After new trams, track and depot were in place, the tramway debate started again. In 1985, the city council voted for a full economic analysis of the costs of trams versus diesel buses. The question was if it would be possible to sell the trams to other cities. Trondheim had chosen an unusual combination of meter gauge and 260 cm wide wagons. Oslo Sporveier was considered as a possible purchaser, but then the trams would have to be rebuilt, costing NOK 1.9 million per unit. Also, Oslo Sporveier had slightly larger trams, and felt the Class 8 was too small for their needs. Conservative chair of Oslo Sporveier, Haakon Magnus Preus said live at a public meeting for the labor union in January that they did not want the trams. TT still felt that it would be possible to sell the trams for NOK 45 million.

After the decision to close the Trondheim Tramway in 1988, the last tram ran on 12 June, carrying about 20,000 passengers throughout the day. All the trams were then parked in Voldsminde Depot, while the heritage trams were moved to Munkvoll. The Gråkallen Line, including the Ila Line and the St. Olavs gate loop, would be spared, and would become a heritage railway, with a railway museum at Munkvoll. The Class 8 trams would be stored at Voldsminde until a suitable purchaser could be found. At Voldsminde, located just beside the Nordland Line, they could be freighted away by train. To ensure that the tramway could not be opened again, the tracks through the city center were removed on 14 June.

On 22 June 1989, the city council voted to re-open the line from St. Olavs Gate to Lian. A private company, Gråkallbanen, had been founded to operate the trams without subsidies. Agreements were made to take over seven of the trams from Trondheim Trafikkselskap. The trams would remain owned by the municipality, but rented free of charge to the new company.
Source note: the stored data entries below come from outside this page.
//! Ledger kept only in memory, for tests and throwaway runs.

use std::collections::HashMap;

use async_trait::async_trait;
use tokio::sync::Mutex;

use super::{EntryIndex, Ledger, LedgerEntry, LedgerError, LedgerResult};
use crate::models::{StructuredRecord, TaskId};

#[derive(Default)]
struct Inner {
    index: EntryIndex,
    records: HashMap<TaskId, StructuredRecord>,
}

#[derive(Default)]
pub struct MemoryLedger {
    inner: Mutex<Inner>,
}

impl MemoryLedger {
    pub fn new() -> Self {
        Self::default()
    }

    /// A ledger in which `ids` are already completed.
    pub async fn with_completed<'a>(ids: impl IntoIterator<Item = &'a TaskId>) -> Self {
        let ledger = Self::new();
        {
            let mut inner = ledger.inner.lock().await;
            for id in ids {
                inner.index.adopt(id.clone(), format!("memory:{}", id));
            }
        }
        ledger
    }
}

#[async_trait]
impl Ledger for MemoryLedger {
    async fn is_complete(&self, id: &TaskId) -> LedgerResult<bool> {
        Ok(self.inner.lock().await.index.is_complete(id))
    }

    async fn mark_dispatched(&self, id: &TaskId) -> LedgerResult<()> {
        self.inner.lock().await.index.dispatch(id)?;
        Ok(())
    }

    async fn save(&self, id: &TaskId, record: &StructuredRecord) -> LedgerResult<()> {
        let mut inner = self.inner.lock().await;
        if inner.index.is_complete(id) {
            return Err(LedgerError::AlreadyCompleted(id.clone()));
        }
        inner.index.complete(id, Some(format!("memory:{}", id)), None)?;
        inner.records.insert(id.clone(), record.clone());
        Ok(())
    }

    async fn mark_no_data(&self, id: &TaskId, reason: &str) -> LedgerResult<()> {
        self.inner.lock().await.index.complete(id, None, Some(reason))?;
        Ok(())
    }

    async fn mark_failed(&self, id: &TaskId, reason: &str, error: &str) -> LedgerResult<()> {
        self.inner.lock().await.index.fail(id, reason, error)?;
        Ok(())
    }

    async fn entry(&self, id: &TaskId) -> LedgerResult<Option<LedgerEntry>> {
        Ok(self.inner.lock().await.index.get(id).cloned())
    }

    async fn entries(&self) -> LedgerResult<Vec<LedgerEntry>> {
        Ok(self.inner.lock().await.index.values())
    }

    async fn record(&self, id: &TaskId) -> LedgerResult<Option<StructuredRecord>> {
        Ok(self.inner.lock().await.records.get(id).cloned())
    }
}

#[cfg(test)]
mod tests {
    use super::*;
    use crate::ledger::Completion;

    #[tokio::test]
    async fn preloaded_tasks_are_complete() {
        let done = TaskId::from_raw("02_07_001");
        let ledger = MemoryLedger::with_completed([&done]).await;
        assert!(ledger.is_complete(&done).await.unwrap());
        assert!(!ledger.is_complete(&TaskId::from_raw("x")).await.unwrap());
        assert!(ledger.record(&done).await.unwrap().is_none());
    }

    #[tokio::test]
    async fn completion_dispatches_by_kind() {
        let ledger = MemoryLedger::new();
        let id = TaskId::from_raw("a");
        ledger
            .complete(
                &id,
                Completion::Failed {
                    reason: "navigation",
                    error: "timed out",
                },
            )
            .await
            .unwrap();
        ledger.complete(&id, Completion::NoData("no_surveys")).await.unwrap();

        let entry = ledger.entry(&id).await.unwrap().unwrap();
        assert!(entry.is_no_data());
        assert_eq!(entry.reason.as_deref(), Some("no_surveys"));
        // The failure from the earlier run stays for the record.
        assert_eq!(entry.last_error.as_deref(), Some("timed out"));
    }
}
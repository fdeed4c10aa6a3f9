//! End-to-end runs of the worker pool against the scripted portal.

mod common;

use std::collections::HashMap;
use std::sync::{Arc, Mutex};

use rorscrape::browser::fake::{
    PortalCall, PortalScript, RecordPage, ScriptedPortalFactory, SubmitOutcome,
};
use rorscrape::captcha::RecognitionProvider;
use rorscrape::ledger::{EntryStatus, FileLedger, Ledger, MemoryLedger};
use rorscrape::models::LocationTask;
use rorscrape::scheduler::SchedulerError;

use common::{
    resolver, scheduler, scheduler_with, tasks, CountingLedger, FailingLedger, Fixed, ANSWER,
};

#[tokio::test]
async fn second_run_skips_completed_tasks() {
    let tmp = tempfile::TempDir::new().unwrap();
    let dir = tmp.path().join("ledger");
    let villages = ["001", "002", "003", "004"];

    // First run: village 002 never gets past the captcha.
    let factory = Arc::new(ScriptedPortalFactory::new(PortalScript::new().with_outcome(
        |sub| {
            if sub.village == "002" {
                SubmitOutcome::WrongCaptcha
            } else {
                SubmitOutcome::Record(RecordPage::sample())
            }
        },
    )));
    let ledger = Arc::new(CountingLedger::new(FileLedger::open(&dir).await.unwrap()));
    let summary = scheduler(&factory, ledger.clone(), 2)
        .run(tasks(&villages), None)
        .await
        .unwrap();
    assert_eq!(summary.succeeded, 3);
    assert_eq!(summary.failed, 1);
    assert_eq!(ledger.total_dispatches(), 4);

    // Second run on a reopened ledger only touches the failed village.
    let factory = Arc::new(ScriptedPortalFactory::new(PortalScript::new()));
    let ledger = Arc::new(CountingLedger::new(FileLedger::open(&dir).await.unwrap()));
    let summary = scheduler(&factory, ledger.clone(), 2)
        .run(tasks(&villages), None)
        .await
        .unwrap();

    assert_eq!(summary.resumed, 3);
    assert_eq!(summary.succeeded, 1);
    assert_eq!(ledger.total_dispatches(), 1);
    for village in ["001", "003", "004"] {
        let id = LocationTask::new("02", "07", village).id();
        assert_eq!(ledger.dispatches(&id), 0, "{}", village);
    }
    let retried = LocationTask::new("02", "07", "002").id();
    let entry = ledger.entry(&retried).await.unwrap().unwrap();
    assert_eq!(entry.status, EntryStatus::Completed);
    assert_eq!(entry.dispatches, 2);
    assert_eq!(factory.opened(), 1);
}

#[tokio::test]
async fn duplicate_tasks_run_once_across_workers() {
    let factory = Arc::new(ScriptedPortalFactory::new(PortalScript::new()));
    let ledger = Arc::new(CountingLedger::new(MemoryLedger::new()));
    let village = factory.portal().selectors.village.clone();

    let mut queued = tasks(&["001", "002", "003"]);
    queued.extend(tasks(&["002", "001", "002"]));
    let summary = scheduler(&factory, ledger.clone(), 3)
        .run(queued, None)
        .await
        .unwrap();

    assert_eq!(summary.total, 3);
    assert_eq!(summary.duplicates, 3);
    assert_eq!(summary.succeeded, 3);
    assert_eq!(ledger.total_dispatches(), 3);

    let mut per_village: HashMap<String, usize> = HashMap::new();
    for value in factory.log().selected_values(&village) {
        *per_village.entry(value).or_default() += 1;
    }
    assert_eq!(per_village.len(), 3);
    assert!(per_village.values().all(|n| *n == 1), "{:?}", per_village);
}

#[tokio::test]
async fn workers_keep_to_their_own_sessions() {
    let factory = Arc::new(ScriptedPortalFactory::new(PortalScript::new()));
    scheduler(&factory, Arc::new(MemoryLedger::new()), 2)
        .run(tasks(&["001", "002", "003", "004"]), None)
        .await
        .unwrap();

    let calls = factory.log().calls();
    for worker in 0..factory.opened() {
        let navigations = calls
            .iter()
            .filter(|(w, call)| *w == worker && matches!(call, PortalCall::Goto(_)))
            .count();
        assert!(navigations <= 1, "worker {} reloaded its form", worker);
    }
    let closes = calls
        .iter()
        .filter(|(_, call)| matches!(call, PortalCall::Close))
        .count();
    assert_eq!(closes, factory.opened());
}

#[tokio::test]
async fn wrong_captcha_retries_keep_the_selection() {
    let factory = Arc::new(ScriptedPortalFactory::new(PortalScript::new().with_outcome(
        |sub| {
            if sub.attempt == 0 {
                SubmitOutcome::WrongCaptcha
            } else {
                SubmitOutcome::Record(RecordPage::sample())
            }
        },
    )));
    let s = factory.portal().selectors.clone();
    let ledger = Arc::new(MemoryLedger::new());

    let summary = scheduler(&factory, ledger.clone(), 1)
        .run(tasks(&["003"]), None)
        .await
        .unwrap();
    assert_eq!(summary.succeeded, 1);

    let log = factory.log();
    for selector in [&s.district, &s.taluka, &s.village, &s.survey] {
        assert_eq!(log.selections(selector), 1, "{}", selector);
    }
    assert_eq!(log.submissions(&s.captcha_input), 2);

    let id = LocationTask::new("02", "07", "003").id();
    let record = ledger.record(&id).await.unwrap().unwrap();
    assert_eq!(record.meta.task_id, id);
}

#[tokio::test]
async fn no_data_is_recorded_as_complete() {
    let factory = Arc::new(ScriptedPortalFactory::new(
        PortalScript::new().always(SubmitOutcome::NoData),
    ));
    let ledger = Arc::new(MemoryLedger::new());

    let summary = scheduler(&factory, ledger.clone(), 1)
        .run(tasks(&["001"]), None)
        .await
        .unwrap();
    assert_eq!(summary.no_data, 1);
    assert_eq!(summary.failed, 0);

    let id = LocationTask::new("02", "07", "001").id();
    let entry = ledger.entry(&id).await.unwrap().unwrap();
    assert!(entry.is_no_data());
    assert_eq!(entry.reason.as_deref(), Some("no_data"));
    assert!(ledger.record(&id).await.unwrap().is_none());

    // A later run treats it as done.
    let again = scheduler(&factory, ledger, 1)
        .run(tasks(&["001"]), None)
        .await
        .unwrap();
    assert_eq!(again.resumed, 1);
    assert_eq!(factory.opened(), 1);
}

#[tokio::test]
async fn captcha_falls_back_through_providers_in_order() {
    let calls = Arc::new(Mutex::new(Vec::new()));
    let providers: Vec<Arc<dyn RecognitionProvider>> = vec![
        Arc::new(Fixed::failing("vertex").sharing(&calls)),
        Arc::new(Fixed::reading("gemini", "4x!").sharing(&calls)),
        Arc::new(Fixed::reading("tesseract", ANSWER).sharing(&calls)),
    ];
    let factory = Arc::new(ScriptedPortalFactory::new(PortalScript::new().with_outcome(
        |sub| {
            if sub.captcha == ANSWER {
                SubmitOutcome::Record(RecordPage::sample())
            } else {
                SubmitOutcome::WrongCaptcha
            }
        },
    )));
    let s = factory.portal().selectors.clone();

    let summary = scheduler_with(&factory, resolver(providers), Arc::new(MemoryLedger::new()), 1)
        .run(tasks(&["001"]), None)
        .await
        .unwrap();

    assert_eq!(summary.succeeded, 1);
    assert_eq!(*calls.lock().unwrap(), vec!["vertex", "gemini", "tesseract"]);
    assert_eq!(factory.log().submissions(&s.captcha_input), 1);
}

#[tokio::test]
async fn browser_that_cannot_start_aborts_the_run() {
    let factory = Arc::new(ScriptedPortalFactory::broken());
    let ledger = Arc::new(MemoryLedger::new());

    let err = scheduler(&factory, ledger.clone(), 2)
        .run(tasks(&["001", "002"]), None)
        .await
        .unwrap_err();
    assert!(matches!(err, SchedulerError::Launch(_)), "{:?}", err);
    assert_eq!(ledger.summary().await.unwrap().completed, 0);
}

#[tokio::test]
async fn ledger_write_failure_stops_dispatching() {
    let factory = Arc::new(ScriptedPortalFactory::new(PortalScript::new()));
    let ledger = Arc::new(FailingLedger::new(MemoryLedger::new()));
    let villages = ["001", "002", "003", "004", "005", "006"];

    let err = scheduler(&factory, ledger.clone(), 2)
        .run(tasks(&villages), None)
        .await
        .unwrap_err();
    assert!(matches!(err, SchedulerError::Ledger(_)), "{:?}", err);

    // Each worker gets at most the task it was already holding.
    assert!(ledger.total_dispatches() <= 2, "{}", ledger.total_dispatches());
    assert!(factory.log().submissions(&factory.portal().selectors.captcha_input) <= 2);
    assert_eq!(ledger.summary().await.unwrap().completed, 0);
}

#[tokio::test]
async fn flaky_result_read_still_saves_the_record() {
    let factory = Arc::new(ScriptedPortalFactory::new(
        PortalScript::new().with_flaky_table_reads(1),
    ));
    let s = factory.portal().selectors.clone();
    let ledger = Arc::new(MemoryLedger::new());

    let summary = scheduler(&factory, ledger.clone(), 1)
        .run(tasks(&["001"]), None)
        .await
        .unwrap();
    assert_eq!(summary.succeeded, 1);
    assert_eq!(summary.failed, 0);
    assert_eq!(factory.log().submissions(&s.captcha_input), 1);

    let id = LocationTask::new("02", "07", "001").id();
    assert!(ledger.record(&id).await.unwrap().is_some());
}
/// CSS selectors for the land-record form.
#[derive(Debug, Clone, PartialEq, Serialize, Deserialize)]
pub struct PortalSelectors {
    #[serde(default = "default_record_type_selector")]
    pub record_type: String,
    #[serde(default = "default_district_selector")]
    pub district: String,
    #[serde(default = "default_taluka_selector")]
    pub taluka: String,
    #[serde(default = "default_village_selector")]
    pub village: String,
    #[serde(default = "default_survey_selector")]
    pub survey: String,
    #[serde(default = "default_captcha_input_selector")]
    pub captcha_input: String,
    /// Tried in order; the first present element is the captcha image.
    #[serde(default = "default_captcha_image_selectors")]
    pub captcha_image: Vec<String>,
    #[serde(default = "default_refresh_selector")]
    pub refresh: String,
    #[serde(default = "default_back_link_selector")]
    pub back_link: String,
    #[serde(default = "default_error_message_selector")]
    pub error_message: String,
    #[serde(default = "default_content_selector")]
    pub content: String,
}

fn default_record_type_selector() -> String {
    "#ContentPlaceHolder1_drpLandRecord".to_string()
}

fn default_district_selector() -> String {
    "#ContentPlaceHolder1_ddlDistrict".to_string()
}

fn default_taluka_selector() -> String {
    "#ContentPlaceHolder1_ddlTaluka".to_string()
}

fn default_village_selector() -> String {
    "#ContentPlaceHolder1_ddlVillage".to_string()
}

fn default_survey_selector() -> String {
    "#ContentPlaceHolder1_ddlSurveyNo".to_string()
}

fn default_captcha_input_selector() -> String {
    "#ContentPlaceHolder1_txt_captcha_1".to_string()
}

fn default_captcha_image_selectors() -> Vec<String> {
    vec![
        "#ContentPlaceHolder1_i_captcha_1".to_string(),
        "#ContentPlaceHolder1_imgCaptcha".to_string(),
        "img[id*='captcha']".to_string(),
    ]
}

fn default_refresh_selector() -> String {
    "#ContentPlaceHolder1_lb_refresh_1".to_string()
}

fn default_back_link_selector() -> String {
    "a[id*='lnkBack'], a[id*='btnBack']".to_string()
}

fn default_error_message_selector() -> String {
    "[id*='lblError'], [id*='lblMsg']".to_string()
}

fn default_content_selector() -> String {
    "#ContentPlaceHolder1".to_string()
}

impl Default for PortalSelectors {
    fn default() -> Self {
        Self {
            record_type: default_record_type_selector(),
            district: default_district_selector(),
            taluka: default_taluka_selector(),
            village: default_village_selector(),
            survey: default_survey_selector(),
            captcha_input: default_captcha_input_selector(),
            captcha_image: default_captcha_image_selectors(),
            refresh: default_refresh_selector(),
            back_link: default_back_link_selector(),
            error_message: default_error_message_selector(),
            content: default_content_selector(),
        }
    }
}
After all the agreements were in place, TT announced on 30 December 1989 that it had found a new buyer for the trams. An agreement had been made with the Copenhagen-based Unimex Engineering, who would sell the eleven trams to the Cairo Tramway. On 2 January 1990, TT sent a letter to Gråkallbanen giving them the option to purchase the trams for the same price as the Egyptians, at an estimated NOK 17–20 million. However, Gråkallbanen pointed out to the politicians that it was possible to purchase used articulated trams for DEM 20,000 from the Stuttgart Stadtbahn. The company took the press with it to Stuttgart to negotiate the agreement, and the following Adresseavisen presented the cities new trams to the people. However, by the time the delegation had returned, they were informed that the deal had been annulled. Adresseavisen tried to locate Unimex in Copenhagen, but it turned out to be a company that had never sold a tram. At a press conference in Trondheim, the director of TT blamed Arbeider-Avisa's journalists for the deal not going through. When asked about the matter, representatives from the tramway company in Cairo said that the deal did not go through because the trams did not fit.